# What to work on
Please give nothing except the number of lines in the records below that include the word "crate".

════════════════

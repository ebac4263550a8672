//! Canonical machine-load states shared by the DP solvers and Lookahead.
//!
//! A state is the per-machine job-count vector constrained to be
//! non-increasing. Machines are identical, so two load vectors that differ
//! only by a permutation describe the same situation; the canonical form
//! keeps exactly one representative and shrinks the reachable space from
//! mᴺ to the number of integer partitions into at most m parts.

use std::collections::HashMap;

use crate::models::{Cost, Weight};

/// Per-machine job counts, non-increasing.
pub(crate) type State = Vec<u32>;

/// The all-zero root state.
pub(crate) fn root(machines: usize) -> State {
    vec![0; machines]
}

/// All valid single-job extensions of a canonical state, in machine order.
///
/// Coordinate j may be incremented only if j = 0 or count[j] < count[j-1];
/// anything else would leave canonical form and duplicate a load multiset
/// already represented elsewhere. Returns the successor together with the
/// incremented coordinate's new value, the job's position on that machine.
pub(crate) fn extensions(state: &State) -> Vec<(State, u32)> {
    let mut out = Vec::with_capacity(state.len());
    for j in 0..state.len() {
        if j == 0 || state[j] < state[j - 1] {
            let mut successor = state.clone();
            successor[j] += 1;
            let position = successor[j];
            out.push((successor, position));
        }
    }
    out
}

/// One DP layer: extends every live state by one job of the given weight,
/// keeping the minimum cost per resulting state. The returned map's key set
/// is the next frontier.
pub(crate) fn expand_layer(current: &HashMap<State, Cost>, weight: Weight) -> HashMap<State, Cost> {
    let mut next: HashMap<State, Cost> = HashMap::with_capacity(current.len() * 2);
    for (state, &cost) in current {
        for (successor, position) in extensions(state) {
            let candidate = cost + Cost::from(position) * weight;
            next.entry(successor)
                .and_modify(|best| *best = (*best).min(candidate))
                .or_insert(candidate);
        }
    }
    next
}

#[cfg(test)]
mod tests {
    use super::*;

    #[test]
    fn test_root() {
        assert_eq!(root(3), vec![0, 0, 0]);
    }

    #[test]
    fn test_extensions_of_root() {
        // Only the first machine may receive the first job.
        let succ = extensions(&root(3));
        assert_eq!(succ, vec![(vec![1, 0, 0], 1)]);
    }

    #[test]
    fn test_extensions_keep_canonical_form() {
        let succ = extensions(&vec![2, 1, 1]);
        let states: Vec<State> = succ.iter().map(|(s, _)| s.clone()).collect();
        assert_eq!(states, vec![vec![3, 1, 1], vec![2, 2, 1]]);
        for state in &states {
            assert!(state.windows(2).all(|w| w[0] >= w[1]));
        }
    }

    #[test]
    fn test_extension_positions() {
        let succ = extensions(&vec![2, 1]);
        assert_eq!(succ, vec![(vec![3, 1], 3), (vec![2, 2], 2)]);
    }

    #[test]
    fn test_expand_layer_relaxes_minimum() {
        // Two states meeting in (2,1) must keep the cheaper transition.
        let mut layer = HashMap::new();
        layer.insert(vec![2, 0], 10u64);
        layer.insert(vec![1, 1], 4u64);
        let next = expand_layer(&layer, 3);
        // (2,0) -> (2,1) costs 10 + 1·3 = 13; (1,1) -> (2,1) costs 4 + 2·3 = 10.
        assert_eq!(next[&vec![2, 1]], 10);
        // (2,0) -> (3,0) costs 10 + 3·3 = 19.
        assert_eq!(next[&vec![3, 0]], 19);
    }

    #[test]
    fn test_frontier_size_is_partition_count() {
        // After k jobs the frontier holds the partitions of k into ≤ m parts.
        let mut layer = HashMap::new();
        layer.insert(root(2), 0u64);
        for _ in 0..4 {
            layer = expand_layer(&layer, 1);
        }
        // Partitions of 4 into at most 2 parts: 4, 3+1, 2+2.
        assert_eq!(layer.len(), 3);
    }
}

════════════════

# The completed task
5